* [DATA PROVIDED]
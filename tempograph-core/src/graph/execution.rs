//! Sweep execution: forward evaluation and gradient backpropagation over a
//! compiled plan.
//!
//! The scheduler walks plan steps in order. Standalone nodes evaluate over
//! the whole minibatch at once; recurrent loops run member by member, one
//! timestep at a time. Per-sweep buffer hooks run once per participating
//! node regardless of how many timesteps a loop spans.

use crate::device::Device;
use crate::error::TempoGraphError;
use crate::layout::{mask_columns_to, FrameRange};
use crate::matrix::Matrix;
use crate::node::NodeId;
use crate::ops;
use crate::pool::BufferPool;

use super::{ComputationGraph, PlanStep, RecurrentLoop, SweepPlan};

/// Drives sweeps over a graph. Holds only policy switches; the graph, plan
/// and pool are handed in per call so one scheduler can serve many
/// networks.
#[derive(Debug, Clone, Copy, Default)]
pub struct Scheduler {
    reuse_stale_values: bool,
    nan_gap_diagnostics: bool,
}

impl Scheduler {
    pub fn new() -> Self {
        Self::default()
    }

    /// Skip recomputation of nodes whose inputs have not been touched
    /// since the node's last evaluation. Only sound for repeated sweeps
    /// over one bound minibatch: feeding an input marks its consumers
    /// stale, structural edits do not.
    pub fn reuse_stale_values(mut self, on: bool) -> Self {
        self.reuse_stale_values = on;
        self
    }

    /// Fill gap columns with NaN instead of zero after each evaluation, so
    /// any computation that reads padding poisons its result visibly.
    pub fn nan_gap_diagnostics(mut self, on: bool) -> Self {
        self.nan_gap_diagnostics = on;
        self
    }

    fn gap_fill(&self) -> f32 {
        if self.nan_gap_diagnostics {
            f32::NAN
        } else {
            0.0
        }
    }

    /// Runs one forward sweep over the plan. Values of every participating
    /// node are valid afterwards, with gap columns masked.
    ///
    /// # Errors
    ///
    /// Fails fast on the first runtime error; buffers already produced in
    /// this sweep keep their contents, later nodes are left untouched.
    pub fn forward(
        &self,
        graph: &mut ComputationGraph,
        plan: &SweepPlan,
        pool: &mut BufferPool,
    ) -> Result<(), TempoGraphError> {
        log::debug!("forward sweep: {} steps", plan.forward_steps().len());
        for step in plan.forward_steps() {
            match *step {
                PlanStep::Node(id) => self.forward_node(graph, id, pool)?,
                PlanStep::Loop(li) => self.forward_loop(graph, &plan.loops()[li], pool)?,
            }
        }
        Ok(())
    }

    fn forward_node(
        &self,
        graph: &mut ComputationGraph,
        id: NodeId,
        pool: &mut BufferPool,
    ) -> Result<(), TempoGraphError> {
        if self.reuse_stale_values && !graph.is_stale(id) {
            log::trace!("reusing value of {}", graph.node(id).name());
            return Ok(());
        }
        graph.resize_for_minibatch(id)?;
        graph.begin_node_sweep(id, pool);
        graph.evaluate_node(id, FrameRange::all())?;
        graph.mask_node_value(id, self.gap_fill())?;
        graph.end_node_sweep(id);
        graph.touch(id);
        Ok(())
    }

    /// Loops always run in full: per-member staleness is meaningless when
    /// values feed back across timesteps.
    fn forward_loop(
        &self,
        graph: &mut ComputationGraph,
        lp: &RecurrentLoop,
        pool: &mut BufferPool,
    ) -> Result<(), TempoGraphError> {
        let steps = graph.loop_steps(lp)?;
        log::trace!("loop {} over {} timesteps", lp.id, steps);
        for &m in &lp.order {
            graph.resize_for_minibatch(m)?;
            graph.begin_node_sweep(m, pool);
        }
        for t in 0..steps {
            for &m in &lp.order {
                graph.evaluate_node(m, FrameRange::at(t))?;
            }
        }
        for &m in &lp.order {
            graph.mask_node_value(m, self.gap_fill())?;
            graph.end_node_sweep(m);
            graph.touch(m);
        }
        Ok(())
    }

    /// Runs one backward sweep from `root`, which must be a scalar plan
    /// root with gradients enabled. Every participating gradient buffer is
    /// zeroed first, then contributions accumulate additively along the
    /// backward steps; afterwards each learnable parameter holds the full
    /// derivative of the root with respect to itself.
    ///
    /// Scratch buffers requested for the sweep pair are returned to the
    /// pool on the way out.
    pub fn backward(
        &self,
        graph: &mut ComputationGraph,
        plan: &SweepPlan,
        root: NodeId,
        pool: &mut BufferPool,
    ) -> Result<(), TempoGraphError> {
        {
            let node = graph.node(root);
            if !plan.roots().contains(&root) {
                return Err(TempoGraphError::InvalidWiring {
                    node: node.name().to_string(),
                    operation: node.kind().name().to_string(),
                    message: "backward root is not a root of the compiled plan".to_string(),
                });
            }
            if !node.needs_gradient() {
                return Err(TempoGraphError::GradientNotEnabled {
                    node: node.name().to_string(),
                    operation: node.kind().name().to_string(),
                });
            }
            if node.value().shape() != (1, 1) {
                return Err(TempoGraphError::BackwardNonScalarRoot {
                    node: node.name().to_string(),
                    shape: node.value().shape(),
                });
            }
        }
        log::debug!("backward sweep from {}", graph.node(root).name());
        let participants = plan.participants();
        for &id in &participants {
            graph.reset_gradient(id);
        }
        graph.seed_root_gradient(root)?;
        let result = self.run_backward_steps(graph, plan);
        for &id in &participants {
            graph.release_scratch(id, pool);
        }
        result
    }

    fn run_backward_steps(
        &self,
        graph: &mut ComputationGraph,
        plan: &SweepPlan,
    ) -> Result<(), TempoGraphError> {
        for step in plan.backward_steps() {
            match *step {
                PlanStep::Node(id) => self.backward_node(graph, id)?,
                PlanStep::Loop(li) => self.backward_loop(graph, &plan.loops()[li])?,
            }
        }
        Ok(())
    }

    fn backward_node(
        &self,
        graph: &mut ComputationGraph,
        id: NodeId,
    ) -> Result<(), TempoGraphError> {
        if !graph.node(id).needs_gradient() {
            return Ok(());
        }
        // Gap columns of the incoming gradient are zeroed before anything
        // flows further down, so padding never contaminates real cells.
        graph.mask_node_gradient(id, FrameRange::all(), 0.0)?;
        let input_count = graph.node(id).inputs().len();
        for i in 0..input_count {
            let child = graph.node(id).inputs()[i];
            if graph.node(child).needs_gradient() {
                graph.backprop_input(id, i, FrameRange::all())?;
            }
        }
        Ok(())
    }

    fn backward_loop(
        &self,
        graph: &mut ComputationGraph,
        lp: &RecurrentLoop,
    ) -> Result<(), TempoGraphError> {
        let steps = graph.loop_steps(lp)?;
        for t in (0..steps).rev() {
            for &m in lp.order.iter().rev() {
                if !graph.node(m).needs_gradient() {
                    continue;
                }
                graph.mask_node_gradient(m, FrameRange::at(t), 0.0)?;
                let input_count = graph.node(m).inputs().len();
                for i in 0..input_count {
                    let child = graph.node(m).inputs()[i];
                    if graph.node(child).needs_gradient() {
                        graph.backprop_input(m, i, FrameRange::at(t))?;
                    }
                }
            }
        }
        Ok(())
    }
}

* [WHAT YOU NEED TO DO] Could you set down every line above exactly as written?

* [EXERCISE RESPONSE]
filename tempograph-core/src/graph/execution.rs
//! Sweep execution: forward evaluation and gradient backpropagation over a
//! compiled plan.
//!
//! The scheduler walks plan steps in order. Standalone nodes evaluate over
//! the whole minibatch at once; recurrent loops run member by member, one
//! timestep at a time. Per-sweep buffer hooks run once per participating
//! node regardless of how many timesteps a loop spans.

use crate::device::Device;
use crate::error::TempoGraphError;
use crate::layout::{mask_columns_to, FrameRange};
use crate::matrix::Matrix;
use crate::node::NodeId;
use crate::ops;
use crate::pool::BufferPool;

use super::{ComputationGraph, PlanStep, RecurrentLoop, SweepPlan};

/// Drives sweeps over a graph. Holds only policy switches; the graph, plan
/// and pool are handed in per call so one scheduler can serve many
/// networks.
#[derive(Debug, Clone, Copy, Default)]
pub struct Scheduler {
    reuse_stale_values: bool,
    nan_gap_diagnostics: bool,
}

impl Scheduler {
    pub fn new() -> Self {
        Self::default()
    }

    /// Skip recomputation of nodes whose inputs have not been touched
    /// since the node's last evaluation. Only sound for repeated sweeps
    /// over one bound minibatch: feeding an input marks its consumers
    /// stale, structural edits do not.
    pub fn reuse_stale_values(mut self, on: bool) -> Self {
        self.reuse_stale_values = on;
        self
    }

    /// Fill gap columns with NaN instead of zero after each evaluation, so
    /// any computation that reads padding poisons its result visibly.
    pub fn nan_gap_diagnostics(mut self, on: bool) -> Self {
        self.nan_gap_diagnostics = on;
        self
    }

    fn gap_fill(&self) -> f32 {
        if self.nan_gap_diagnostics {
            f32::NAN
        } else {
            0.0
        }
    }

    /// Runs one forward sweep over the plan. Values of every participating
    /// node are valid afterwards, with gap columns masked.
    ///
    /// # Errors
    ///
    /// Fails fast on the first runtime error; buffers already produced in
    /// this sweep keep their contents, later nodes are left untouched.
    pub fn forward(
        &self,
        graph: &mut ComputationGraph,
        plan: &SweepPlan,
        pool: &mut BufferPool,
    ) -> Result<(), TempoGraphError> {
        log::debug!("forward sweep: {} steps", plan.forward_steps().len());
        for step in plan.forward_steps() {
            match *step {
                PlanStep::Node(id) => self.forward_node(graph, id, pool)?,
                PlanStep::Loop(li) => self.forward_loop(graph, &plan.loops()[li], pool)?,
            }
        }
        Ok(())
    }

    fn forward_node(
        &self,
        graph: &mut ComputationGraph,
        id: NodeId,
        pool: &mut BufferPool,
    ) -> Result<(), TempoGraphError> {
        if self.reuse_stale_values && !graph.is_stale(id) {
            log::trace!("reusing value of {}", graph.node(id).name());
            return Ok(());
        }
        graph.resize_for_minibatch(id)?;
        graph.begin_node_sweep(id, pool);
        graph.evaluate_node(id, FrameRange::all())?;
        graph.mask_node_value(id, self.gap_fill())?;
        graph.end_node_sweep(id);
        graph.touch(id);
        Ok(())
    }

    /// Loops always run in full: per-member staleness is meaningless when
    /// values feed back across timesteps.
    fn forward_loop(
        &self,
        graph: &mut ComputationGraph,
        lp: &RecurrentLoop,
        pool: &mut BufferPool,
    ) -> Result<(), TempoGraphError> {
        let steps = graph.loop_steps(lp)?;
        log::trace!("loop {} over {} timesteps", lp.id, steps);
        for &m in &lp.order {
            graph.resize_for_minibatch(m)?;
            graph.begin_node_sweep(m, pool);
        }
        for t in 0..steps {
            for &m in &lp.order {
                graph.evaluate_node(m, FrameRange::at(t))?;
            }
        }
        for &m in &lp.order {
            graph.mask_node_value(m, self.gap_fill())?;
            graph.end_node_sweep(m);
            graph.touch(m);
        }
        Ok(())
    }

    /// Runs one backward sweep from `root`, which must be a scalar plan
    /// root with gradients enabled. Every participating gradient buffer is
    /// zeroed first, then contributions accumulate additively along the
    /// backward steps; afterwards each learnable parameter holds the full
    /// derivative of the root with respect to itself.
    ///
    /// Scratch buffers requested for the sweep pair are returned to the
    /// pool on the way out.
    pub fn backward(
        &self,
        graph: &mut ComputationGraph,
        plan: &SweepPlan,
        root: NodeId,
        pool: &mut BufferPool,
    ) -> Result<(), TempoGraphError> {
        {
            let node = graph.node(root);
            if !plan.roots().contains(&root) {
                return Err(TempoGraphError::InvalidWiring {
                    node: node.name().to_string(),
                    operation: node.kind().name().to_string(),
                    message: "backward root is not a root of the compiled plan".to_string(),
                });
            }
            if !node.needs_gradient() {
                return Err(TempoGraphError::GradientNotEnabled {
                    node: node.name().to_string(),
                    operation: node.kind().name().to_string(),
                });
            }
            if node.value().shape() != (1, 1) {
                return Err(TempoGraphError::BackwardNonScalarRoot {
                    node: node.name().to_string(),
                    shape: node.value().shape(),
                });
            }
        }
        log::debug!("backward sweep from {}", graph.node(root).name());
        let participants = plan.participants();
        for &id in &participants {
            graph.reset_gradient(id);
        }
        graph.seed_root_gradient(root)?;
        let result = self.run_backward_steps(graph, plan);
        for &id in &participants {
            graph.release_scratch(id, pool);
        }
        result
    }

    fn run_backward_steps(
        &self,
        graph: &mut ComputationGraph,
        plan: &SweepPlan,
    ) -> Result<(), TempoGraphError> {
        for step in plan.backward_steps() {
            match *step {
                PlanStep::Node(id) => self.backward_node(graph, id)?,
                PlanStep::Loop(li) => self.backward_loop(graph, &plan.loops()[li])?,
            }
        }
        Ok(())
    }

    fn backward_node(
        &self,
        graph: &mut ComputationGraph,
        id: NodeId,
    ) -> Result<(), TempoGraphError> {
        if !graph.node(id).needs_gradient() {
            return Ok(());
        }
        // Gap columns of the incoming gradient are zeroed before anything
        // flows further down, so padding never contaminates real cells.
        graph.mask_node_gradient(id, FrameRange::all(), 0.0)?;
        let input_count = graph.node(id).inputs().len();
        for i in 0..input_count {
            let child = graph.node(id).inputs()[i];
            if graph.node(child).needs_gradient() {
                graph.backprop_input(id, i, FrameRange::all())?;
            }
        }
        Ok(())
    }

    fn backward_loop(
        &self,
        graph: &mut ComputationGraph,
        lp: &RecurrentLoop,
    ) -> Result<(), TempoGraphError> {
        let steps = graph.loop_steps(lp)?;
        for t in (0..steps).rev() {
            for &m in lp.order.iter().rev() {
                if !graph.node(m).needs_gradient() {
                    continue;
                }
                graph.mask_node_gradient(m, FrameRange::at(t), 0.0)?;
                let input_count = graph.node(m).inputs().len();
                for i in 0..input_count {
                    let child = graph.node(m).inputs()[i];
                    if graph.node(child).needs_gradient() {
                        graph.backprop_input(m, i, FrameRange::at(t))?;
                    }
                }
            }
        }
        Ok(())
    }
}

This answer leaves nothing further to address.